* **Exercise aim**
How do the lines below between the ones holding "err.with_origin(origin)" and "target, index, ..", inclusive, read? Give them again exactly, with no other lines.

*** Opening of Material supplied ***

impl<H: RenderHooks> Renderer<H> {
    /// Creates a renderer using `hooks`.
    pub fn with_hooks(hooks: H) -> Self {
        let mut filters = FilterRegistry::with_builtins();
        hooks.register_filters(&mut filters);

        Self {
            hooks,
            options: RendererOptions::default(),
            context: Context::new(),
            output: String::new(),
            errors: Vec::new(),
            templates: HashMap::new(),
            loaders: Vec::new(),
            filters,
        }
    }

    /// Applies `settings`: renderer options, plus a filesystem loader over
    /// the configured template directories.
    #[must_use]
    pub fn with_settings(mut self, settings: &Settings) -> Self {
        self.options = RendererOptions::from(settings);
        if !settings.template_dirs.is_empty() {
            self.add_loader(FileSystemLoader::with_options(
                settings.template_dirs.clone(),
                ParserOptions::from(settings),
            ));
        }
        self
    }

    #[must_use]
    pub fn with_options(mut self, options: RendererOptions) -> Self {
        self.options = options;
        self
    }

    /// Makes `template` available to `include` under `name`.
    pub fn register_template(&mut self, name: impl Into<String>, template: Template) {
        self.templates.insert(name.into(), Arc::new(template));
    }

    /// Appends a loader consulted when an include name is not registered.
    pub fn add_loader(&mut self, loader: impl TemplateLoader + 'static) {
        self.loaders.push(Box::new(loader));
    }

    pub fn filters(&self) -> &FilterRegistry {
        &self.filters
    }

    pub fn filters_mut(&mut self) -> &mut FilterRegistry {
        &mut self.filters
    }

    pub fn hooks(&self) -> &H {
        &self.hooks
    }

    /// Errors recovered during the last render.
    pub fn errors(&self) -> &[EvaluationError] {
        &self.errors
    }

    /// The global frame as left by the last render, including any
    /// `assign ... global` writes.
    pub fn globals(&self) -> Option<&Object> {
        self.context.globals()
    }

    fn reset(&mut self) {
        self.output.clear();
        self.errors.clear();
        self.context.reset();
    }

    /// Renders `template` with `data` as the global frame.
    pub fn render(&mut self, template: &Template, data: Object) -> String {
        let span = render_span(&template.name());
        let _enter = span.enter();

        self.reset();
        self.context.push_with(ScopeKind::Global, data);
        self.context.push(ScopeKind::FileScope);

        if let Err(err) = self.process_nodes(template.nodes()) {
            self.recover(template, err);
        }

        if self.context.flags().contains(Flags::DISCARD) {
            self.output.clear();
        }
        self.context.clear_flags();
        self.context.truncate(1);

        debug!(
            output_len = self.output.len(),
            errors = self.errors.len(),
            "render finished"
        );

        std::mem::take(&mut self.output)
    }

    fn recover(&mut self, template: &Template, err: EvaluationError) {
        warn!(error = %err, "evaluation error recovered");
        if self.options.error_markers {
            let marker = self.hooks.error_marker(template, &err);
            self.output.push_str(&marker);
        }
        self.errors.push(err);
    }

    // ── node processing ──────────────────────────────────────────────────

    /// Processes `nodes` in order, stopping as soon as any flag is raised.
    fn process_nodes(&mut self, nodes: &[Node]) -> EvalResult<()> {
        for node in nodes {
            self.process(node)?;
            if !self.context.flags().is_empty() {
                break;
            }
        }
        Ok(())
    }

    fn process(&mut self, node: &Node) -> EvalResult<()> {
        match node {
            Node::Text(text) => self.output.push_str(&text.text),
            Node::Expression(expr) => {
                let value = self.eval(expr)?;
                let text = self.hooks.stringify(&value);
                self.output.push_str(&text);
            }
            Node::Tag(tag) => self.visit_tag(tag)?,
        }
        Ok(())
    }

    fn visit_tag(&mut self, node: &TagNode) -> EvalResult<()> {
        match &node.tag {
            Tag::Assign {
                name,
                value,
                target,
            } => self.visit_assign(name, value, *target),
            Tag::Capture { name, body } => self.visit_capture(name, body),
            Tag::For {
                variable,
                iterable,
                body,
            } => self.visit_for(variable, iterable, body),
            Tag::If { blocks } => self.visit_if(blocks),
            Tag::Break => {
                self.context.raise(Flags::BREAK);
                Ok(())
            }
            Tag::Continue => {
                self.context.raise(Flags::CONTINUE);
                Ok(())
            }
            Tag::Eject => {
                self.context.raise(Flags::EJECT);
                Ok(())
            }
            Tag::Discard => {
                self.context.raise(Flags::DISCARD);
                Ok(())
            }
            Tag::Include { name, args } => self.visit_include(name, args, node.offset),
            Tag::Comment => Ok(()),
            Tag::Newline => {
                self.output.push('\n');
                Ok(())
            }
        }
    }

    fn visit_assign(&mut self, name: &str, value: &Expr, target: AssignTarget) -> EvalResult<()> {
        let value = self.eval(value)?;
        let frame = match target {
            AssignTarget::Local => self.context.current_file_scope_mut(),
            AssignTarget::ParentScope if self.context.has_parent_file_scope() => {
                self.context.parent_file_scope_mut()
            }
            AssignTarget::ParentScope | AssignTarget::Global => self.context.global_mut(),
        }
        .map_err(scope_error)?;
        frame.insert(name.to_string(), value);
        Ok(())
    }

    fn visit_capture(&mut self, name: &str, body: &[Node]) -> EvalResult<()> {
        let start = self.output.len();
        {
            let mut scope = Scope::enter(self, ScopeKind::ControlBlock);
            scope.process_nodes(body)?;
        }
        let captured = self.output.split_off(start);
        self.context
            .current_file_scope_mut()
            .map_err(scope_error)?
            .insert(name.to_string(), Value::String(captured));
        Ok(())
    }

    fn visit_for(&mut self, variable: &str, iterable: &Expr, body: &[Node]) -> EvalResult<()> {
        let iterable = self.eval(iterable)?;
        let items = match (iterable.to_array(), iterable.property_names()) {
            (Some(items), _) => items,
            (None, Some(keys)) => keys.into_iter().map(Value::String).collect(),
            (None, None) => return Ok(()),
        };

        let length = items.len();
        let mut scope = Scope::enter(self, ScopeKind::ControlBlock);

        for (index, item) in items.into_iter().enumerate() {
            let mut forloop = Object::new();
            forloop.insert("index".into(), Value::from(index));
            forloop.insert("first".into(), Value::Bool(index == 0));
            forloop.insert("last".into(), Value::Bool(index + 1 == length));
            forloop.insert("length".into(), Value::from(length));

            scope
                .context
                .set("forloop", Value::Map(forloop))
                .map_err(scope_error)?;
            scope.context.set(variable, item).map_err(scope_error)?;

            scope.process_nodes(body)?;

            let flags = scope.context.flags();
            if flags.intersects(Flags::BREAK | Flags::CONTINUE) {
                scope.context.clear_flags();
                if flags.contains(Flags::BREAK) {
                    return Ok(());
                }
            } else if flags.contains(Flags::EJECT) {
                return Ok(());
            }
        }

        Ok(())
    }

    fn visit_if(&mut self, blocks: &[IfBlock]) -> EvalResult<()> {
        for block in blocks {
            if self.eval(&block.condition)?.is_truthy() {
                return self.process_nodes(&block.body);
            }
        }
        Ok(())
    }

    fn visit_include(&mut self, name: &str, args: &[(String, Expr)], offset: usize) -> EvalResult<()> {
        let mut include = Object::new();
        include.insert("__".into(), Value::Bool(true));
        for (key, expr) in args {
            include.insert(key.clone(), self.eval(expr)?);
        }

        let template = self.resolve_template(name, offset)?;
        trace!(template = %name, args = args.len(), "include");

        let result = {
            let mut scope = Scope::enter(self, ScopeKind::FileScope);
            scope
                .context
                .set("include", Value::Map(include))
                .map_err(scope_error)?;
            scope.process_nodes(template.nodes())
        };

        result.map_err(|err| match err.offset {
            Some(offset) if err.origin.is_none() => {
                let (line, column) = template.line_col(offset);
                let origin = ErrorOrigin {
                    template: template
                        .path()
                        .map_or_else(|| name.to_string(), |p| p.display().to_string()),
                    line,
                    column,
                };
                err.with_origin(origin)
            }
            _ => err,
        })
    }

    fn resolve_template(&mut self, name: &str, offset: usize) -> EvalResult<Arc<Template>> {
        if let Some(template) = self.templates.get(name) {
            return Ok(Arc::clone(template));
        }

        for loader in &self.loaders {
            match loader.load(name) {
                Ok(template) => {
                    let template = Arc::new(template);
                    self.templates.insert(name.to_string(), Arc::clone(&template));
                    return Ok(template);
                }
                Err(LiquidError::TemplateDoesNotExist(_)) => {}
                Err(err) => {
                    return Err(EvaluationError::at(
                        format!("Could not load template '{name}': {err}"),
                        offset,
                    ));
                }
            }
        }

        Err(EvaluationError::at(
            format!("No template named '{name}'"),
            offset,
        ))
    }

    // ── expression evaluation ────────────────────────────────────────────

    fn eval(&self, expr: &Expr) -> EvalResult<Value> {
        match expr {
            Expr::Literal { value, .. } => Ok(value.clone()),
            Expr::ArrayLiteral { items, .. } => items
                .iter()
                .map(|item| self.eval(item))
                .collect::<EvalResult<Vec<_>>>()
                .map(Value::Array),
            Expr::Variable { name, .. } => Ok(self.context.lookup(name).cloned().unwrap_or_default()),
            Expr::MemberAccess { target, name, .. } => {
                let value = self.eval(target)?;
                member_access(&value, name, target.offset())
            }
            Expr::ArrayAccess { target, index, .. } => {
                let value = self.eval(target)?;
                let key = self.eval(index)?;
                match key {
                    Value::Int(i) if value.is_array() => Ok(value.at(i)),
                    Value::Int(_) => {
                        Err(EvaluationError::at("Value is not an array", target.offset()))
                    }
                    Value::String(k) if value.is_map() => Ok(value.property(&k)),
                    Value::String(_) => {
                        Err(EvaluationError::at("Value is not an object", target.offset()))
                    }
                    _ => Err(EvaluationError::at(
                        "Index must be a 'string' or an 'int'",
                        index.offset(),
                    )),
                }
            }
            Expr::Binary {
                op,
                lhs,
                rhs,
                offset,
            } => self.eval_binary(*op, lhs, rhs, *offset),
            Expr::Not { operand, .. } => Ok(Value::Bool(!self.eval(operand)?.is_truthy())),
            Expr::Pipe {
                target,
                filter,
                args,
                offset,
            } => {
                let value = self.eval(target)?;
                self.filters
                    .apply(filter, &value, args)
                    .map_err(|err| err.with_offset(*offset))
            }
        }
    }

    fn eval_binary(&self, op: BinaryOperator, lhs: &Expr, rhs: &Expr, offset: usize) -> EvalResult<Value> {
        use std::cmp::Ordering;

        let result = match op {
            BinaryOperator::Or => self.eval(lhs)?.is_truthy() || self.eval(rhs)?.is_truthy(),
            BinaryOperator::And => self.eval(lhs)?.is_truthy() && self.eval(rhs)?.is_truthy(),
            BinaryOperator::Xor => self.eval(lhs)?.is_truthy() != self.eval(rhs)?.is_truthy(),
            BinaryOperator::Add | BinaryOperator::Sub | BinaryOperator::Mul | BinaryOperator::Div => {
                return arithmetic(op, self.eval(lhs)?, self.eval(rhs)?, offset);
            }
            _ => {
                let ordering = compare(&self.eval(lhs)?, &self.eval(rhs)?);
                match op {
                    BinaryOperator::Less => ordering == Ordering::Less,
                    BinaryOperator::Leq => ordering != Ordering::Greater,
                    BinaryOperator::Greater => ordering == Ordering::Greater,
                    BinaryOperator::Geq => ordering != Ordering::Less,
                    BinaryOperator::Equal => ordering == Ordering::Equal,
                    _ => ordering != Ordering::Equal,
                }
            }
        };
        Ok(Value::Bool(result))
    }
}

*** Close of Material supplied ***

* **Task solution**
                err.with_origin(origin)
            }
            _ => err,
        })
    }

    fn resolve_template(&mut self, name: &str, offset: usize) -> EvalResult<Arc<Template>> {
        if let Some(template) = self.templates.get(name) {
            return Ok(Arc::clone(template));
        }

        for loader in &self.loaders {
            match loader.load(name) {
                Ok(template) => {
                    let template = Arc::new(template);
                    self.templates.insert(name.to_string(), Arc::clone(&template));
                    return Ok(template);
                }
                Err(LiquidError::TemplateDoesNotExist(_)) => {}
                Err(err) => {
                    return Err(EvaluationError::at(
                        format!("Could not load template '{name}': {err}"),
                        offset,
                    ));
                }
            }
        }

        Err(EvaluationError::at(
            format!("No template named '{name}'"),
            offset,
        ))
    }

    // ── expression evaluation ────────────────────────────────────────────

    fn eval(&self, expr: &Expr) -> EvalResult<Value> {
        match expr {
            Expr::Literal { value, .. } => Ok(value.clone()),
            Expr::ArrayLiteral { items, .. } => items
                .iter()
                .map(|item| self.eval(item))
                .collect::<EvalResult<Vec<_>>>()
                .map(Value::Array),
            Expr::Variable { name, .. } => Ok(self.context.lookup(name).cloned().unwrap_or_default()),
            Expr::MemberAccess { target, name, .. } => {
                let value = self.eval(target)?;
                member_access(&value, name, target.offset())
            }
            Expr::ArrayAccess { target, index, .. } => {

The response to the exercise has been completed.